In the first paragraph of his preface itself, Pollock acknowledges the gratitude of an Indian scholar!
There is more gratitude at the end of the introduction
A number of the ideas in this book began to germinate as long ago as 1990, when I delivered my inaugural lecture as Bobrinskoy Professor of Sanskrit and Indic Studies at the University of Chicago. Three years later I reformulated that presentation as a series of lectures at the Collège de France. A year’s fellowship under the auspices of the National Endowment for the Humanities and the American Institute of Indian Studies, 1995–1996, enabled me to work closely with the greatest living scholar in the field of Old Kannada, T.V. Venkatachala Sastry, professor emeritus of the Institute of Kannada Studies, University of Mysore.
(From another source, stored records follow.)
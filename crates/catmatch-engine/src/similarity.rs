use crate::normalize::normalize;

/// Bounded similarity between two reference or name strings.
///
/// Both inputs are normalized first, then the first matching rule wins:
///
/// 1. either side empty: `0.0`
/// 2. identical: `1.0`
/// 3. one contains the other: `len(shorter) / len(longer)`
/// 4. otherwise `1 - levenshtein / max(len)`, clamped to `[0, 1]`
///
/// Lengths and edit distance are counted in characters. Symmetric in its
/// arguments.
#[must_use]
pub fn similarity(a: &str, b: &str) -> f64 {
    normalized_similarity(&normalize(a), &normalize(b))
}

/// [`similarity`] for inputs that are already in normalized form.
#[must_use]
pub(crate) fn normalized_similarity(a: &str, b: &str) -> f64 {
    if a.is_empty() || b.is_empty() {
        return 0.0;
    }
    if a == b {
        return 1.0;
    }

    let len_a = a.chars().count();
    let len_b = b.chars().count();

    if a.contains(b) || b.contains(a) {
        let (shorter, longer) = if len_a <= len_b {
            (len_a, len_b)
        } else {
            (len_b, len_a)
        };
        #[allow(clippy::cast_precision_loss)]
        return shorter as f64 / longer as f64;
    }

    let distance = strsim::levenshtein(a, b);
    let max_len = len_a.max(len_b);
    #[allow(clippy::cast_precision_loss)]
    let score = 1.0 - distance as f64 / max_len as f64;
    score.clamp(0.0, 1.0)
}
It was only then that I began to conceive of this book the way it is today, having come to understand more fully than ever before that just as the history of Sanskrit makes less sense the less we understand of its relationship to local forms of culture and power, so the vernacular revolution in second-millennium South Asia makes less sense the less we understand of the shaping role played by Sanskrit.
There is more gratitude at the end of the introduction
In closing, I remember two men of Karnataka whose deaths took away not only friends but teachers: A.K. Ramanujan, with whom I had the wonderful if all too brief pleasure of exchanging Sanskrit for Kannada instruction in the early 1990s, and D.R. Nagaraj, from whom I learned how great are the stakes of the knowledge of culture-power, yet how joyful, too, such knowledge can be.
He also thanks U R Ananthmurthy (who died last year) and surprisingly Yogendra Yadav also features in the list of people he thanks. I am assuming he is the same political scientist turned political activist.